Age as Class Conflict
Speaking on a panel entitled “Age and Affect: Fear, Denial, Fantasy,” Ph.D. candidate Andrea Charise discussed elder abuse as it is depicted in Charles Dickens’ Little Dorrit and Anthony Trollope’s The Fixed Period. “In this paper I argue…that disgust is a prevalent and particularly dangerous affective response to old age and that we might read elder abuse as an acutely disgusted reaction that distances the aged body as a disturbing reminder [of] mortality,” she said. “Citing examples from Charles Dickens’ Little Dorrit, and Anthony Trollope’s The Fixed Period, my presentation will closely [redux] some of the elder abuse by drawing attention to literary strategies that themselves connote the forcible distancing characteristic of disgust.”
Quoting from University of Texas professor Thomas R. Cole’s 1983 work “The ‘Enlightened’ View of Aging: Victorian Morality in a New Key,” Charise said that
“Violence toward the elderly can be linked to what age theorist Thomas Cole has described as the 19th century’s construction of old age as a clinically distinct period of life. In response to Victorian moral values that celebrated independence, health and success, ‘the decaying body in old age…,’ he says, “came to signify [precisely] what bourgeois culture hoped to avoid: dependence, disease, failure, [and] sin.’”
Professor Cole’s next sentence, not cited by Charise, is even more explicit: “The historical key to understanding ageism and its contemporary critics lies here—in the emergence of a society committed to the limitless accumulation of individual health and wealth” (emphasis added).
Prof. Cole currently directs the McGovern Center for Health, Humanities, and the Human Spirit at the University of Texas Health Science Center in Houston, is a visiting professor at Rice University and serves as an advisor to the United Nations NGO Committee on Ageing, according to his faculty bio.
Smith College professor D. Sabina Knight explored similar themes in her lecture on “Depreciating with Age: Changing Responses to Aging in Tibet, Taiwan, and the People’s Republic of China.”

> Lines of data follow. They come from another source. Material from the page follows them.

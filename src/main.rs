use tracing::info;
use tracing_subscriber::{layer::SubscriberExt, util::SubscriberInitExt};

use wager_ledger::{bootstrap, config::Config, server};

// Initialize logging and tracing
fn init_tracing() {
    tracing_subscriber::registry()
        .with(tracing_subscriber::EnvFilter::new(
            std::env::var("RUST_LOG")
                .unwrap_or_else(|_| "info,tower_http=debug,wager_ledger=debug".into()),
        ))
        .with(tracing_subscriber::fmt::layer())
        .init();
}

#[tokio::main]
async fn main() -> anyhow::Result<()> {
    dotenv::dotenv().ok();
    init_tracing();

    info!("🚀 Starting wager ledger");

    let config = Config::from_env()?;
    info!("📋 Store backend: {:?}, bind address: {}", config.store_backend, config.bind_address);

    let state = bootstrap::initialize_app_state(&config).await?;

    let app = server::create_app(state, &config.cors_origins, config.request_timeout());
    server::run_server(app, &config.bind_address).await?;

    Ok(())
}
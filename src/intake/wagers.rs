use chrono::Utc;
use rust_decimal::Decimal;
use serde::{Deserialize, Serialize};
use std::sync::Arc;
use tracing::{error, info, warn};
use uuid::Uuid;

use crate::error::{AppResult, ValidationError, WagerError};
use crate::ledger::models::*;
use crate::ledger::{LedgerAccessor, Update};
use crate::notify::{self, Notice, Notifier};

/// One selection on a slip
#[derive(Debug, Clone, Serialize, Deserialize)]
pub struct Pick {
    pub sport: Sport,
    pub contest_id: String,
    pub match_id: String,
    pub selection: String,
    pub stake: u64,
    pub base_odds: Decimal,
    #[serde(default)]
    pub round_claim: Option<String>,
    #[serde(default)]
    pub method_claim: Option<String>,
}

impl Pick {
    /// Validate and turn into an unresolved wager with canonical claims
    pub fn into_wager(self, bettor: &str) -> Result<Wager, ValidationError> {
        if self.stake == 0 {
            return Err(ValidationError::InvalidStake);
        }
        if self.base_odds <= Decimal::ZERO {
            return Err(ValidationError::InvalidOdds(self.base_odds.to_string()));
        }

        let contest_id = required(&self.contest_id, "contest_id")?;
        let match_id = required(&self.match_id, "match_id")?;
        let selection = required(&self.selection, "selection")?;
        let round = parse_optional(self.round_claim.as_deref(), Round::parse)?;
        let method = parse_optional(self.method_claim.as_deref(), Method::parse)?;

        Ok(Wager {
            id: Uuid::new_v4(),
            bettor: bettor.to_string(),
            sport: self.sport,
            contest_id,
            match_id,
            selection,
            stake: self.stake,
            base_odds: self.base_odds,
            round_claim: round.map(|r| r.to_string()),
            method_claim: method.map(|m| m.as_str().to_string()),
            resolved: false,
            won: None,
            reward: None,
            credited: false,
            placed_at: Utc::now(),
            resolved_at: None,
        })
    }
}

fn required(raw: &str, field: &'static str) -> Result<String, ValidationError> {
    let trimmed = raw.trim();
    if trimmed.is_empty() {
        return Err(ValidationError::MissingField(field));
    }
    Ok(trimmed.to_string())
}

/// Places wagers: debit first, then append; a failed append is refunded.
pub struct WagerIntake {
    ledger: Arc<LedgerAccessor>,
    notifier: Arc<dyn Notifier>,
}

impl WagerIntake {
    pub fn new(ledger: Arc<LedgerAccessor>, notifier: Arc<dyn Notifier>) -> Self {
        Self { ledger, notifier }
    }

    pub async fn place_wager(&self, bettor: &str, pick: Pick) -> AppResult<WagerId> {
        let ids = self.place_slip(bettor, vec![pick]).await?;
        ids.into_iter()
            .next()
            .ok_or_else(|| WagerError::EmptySlip.into())
    }

    /// Place several picks for one bettor with a single debit of the total stake
    pub async fn place_slip(&self, bettor: &str, picks: Vec<Pick>) -> AppResult<Vec<WagerId>> {
        let bettor = bettor.trim();
        if bettor.is_empty() {
            return Err(ValidationError::MissingField("bettor").into());
        }
        if picks.is_empty() {
            return Err(WagerError::EmptySlip.into());
        }

        let wagers = picks
            .into_iter()
            .map(|pick| pick.into_wager(bettor))
            .collect::<Result<Vec<_>, _>>()?;

        self.ensure_open(&wagers).await?;

        let total = wagers
            .iter()
            .try_fold(0u64, |acc, w| acc.checked_add(w.stake))
            .ok_or(ValidationError::InvalidStake)?;

        let entry = self.ledger.debit(bettor, total).await?;
        info!("💸 Debited {} pts from {} (balance {})", total, bettor, entry.points);

        let appended = self
            .ledger
            .update_wager_log(|log| {
                for wager in &wagers {
                    if log.find(&wager.id).is_none() {
                        log.append(wager.clone());
                    }
                }
                Ok(Update::Write(()))
            })
            .await;

        if let Err(e) = appended {
            warn!("⚠️ Could not record wagers for {}: {}", bettor, e);
            match self.ledger.refund(bettor, total).await {
                Ok(entry) => info!("↩️ Refunded {} pts to {} (balance {})", total, bettor, entry.points),
                Err(refund_error) => error!(
                    "❌ Refund of {} pts to {} failed: {}",
                    total, bettor, refund_error
                ),
            }
            return Err(e);
        }

        for wager in &wagers {
            info!(
                "🎟️ Wager {} placed: {} on {} ({}/{}) at {}",
                wager.id, wager.stake, wager.selection, wager.contest_id, wager.match_id, wager.base_odds
            );
        }

        let ids = wagers.iter().map(|w| w.id).collect();
        let notices = wagers
            .into_iter()
            .map(|w| Notice::WagerPlaced {
                bettor: w.bettor,
                wager_id: w.id,
                sport: w.sport,
                contest_id: w.contest_id,
                match_id: w.match_id,
                selection: w.selection,
                stake: w.stake,
            })
            .collect();
        notify::dispatch(self.notifier.clone(), notices);

        Ok(ids)
    }

    /// Reject picks on contests that are settled, closed or already decided
    async fn ensure_open(&self, wagers: &[Wager]) -> AppResult<()> {
        let outcomes = self.ledger.outcome_log().await?;

        for wager in wagers {
            let Some(contest) = outcomes.contests.get(&wager.contest_id) else {
                continue;
            };
            if contest.sport != wager.sport {
                return Err(ValidationError::SportMismatch {
                    contest_id: wager.contest_id.clone(),
                    sport: contest.sport.to_string(),
                    requested: wager.sport.to_string(),
                }
                .into());
            }
            if contest.checked {
                return Err(ValidationError::ContestSettled(wager.contest_id.clone()).into());
            }
            if contest.closed {
                return Err(ValidationError::ContestClosed(wager.contest_id.clone()).into());
            }
            if contest.matches.contains_key(&wager.match_id) {
                return Err(ValidationError::MatchDecided {
                    contest_id: wager.contest_id.clone(),
                    match_id: wager.match_id.clone(),
                }
                .into());
            }
        }
        Ok(())
    }
}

“Today I’ll present [Xiao Shao’s] desolation about aging as representative of a key turning point along a trajectory wherein transitions to market capitalism and the embrace of neoliberal ideologies have profoundly altered understandings of aging in Taiwan, Tibet and the People’s Republic of China,” she said, referring to the protagonist in Chu Tien-Wen’s Notes of a Desolate Man. “So to offer a concise preview of my argument, I see a shift from responses to aging stemming from interpersonal connections…of the emotions to responses limited to more individualistic conceptions,” she continued.
“The individualism and larger structural factors that exacerbate Xiao’s vulnerability to abandonment and disappointment become even more salient in recent works from mainland China,” she asserts, associating neoliberalism with these emotions. “Listening to the many moments of despair in these works I hear these voices as testimony to deep disenchantment with neoliberal conceptions of personhood.”
Professor Kathleen M. Woodward spent the end of her lecture on “Assisted Living: Age and Affect” quoting from professors’ favorite newspaper, the New York Times. The University of Washington at Seattle English professor read at length aloud from a Times article on the death of Evelyn Coke, a Jamaican-born home care worker who, eventually assisted by the SEIU, had sued to eliminate the minimum wage and overtime exemptions for home care workers.
“Yet, when [Coke] suffered from kidney failure, she could not afford a health care worker to take care of her,” Prof. Woodward continued quoting from the Times article. (This particular statement, cited by the Times, comes from a bicameral Congressional letter urging the Secretary of Labor to expand the Fair Labor Standards Act (FLSA) to cover home care workers).
“What is the affect evoked by this story? It will vary, of course, according to the reader, and, of course this is rendered in newspaper prose, but I hope it will be a strong sense of injustice and even outrage,” said Prof. Woodward.
As AIA has documented, ivory tower residents are often on the forefront pushing for progressive health reform. Similarly, Prof. Woodward lauded provisions within the health care bill. “Long-term care is an urgent necessity for frail, older women and men and I’m pleased and happy to report that there’s a provision—you may not know this—in both the House and the Senate health care bills that offer[s] long-term health care insurance,” she said. “That’s excellent, but first and foremost we need to attend to the way we understand the prospect of the fourth age and the care that’s so necessary.”
Ironically, cutting $500 billion out of Medicare in order to pay for health reform will likely cause shortages in, and not an expansion of, care for the elderly.
Bethany Stotts is a staff writer at Accuracy in Academia.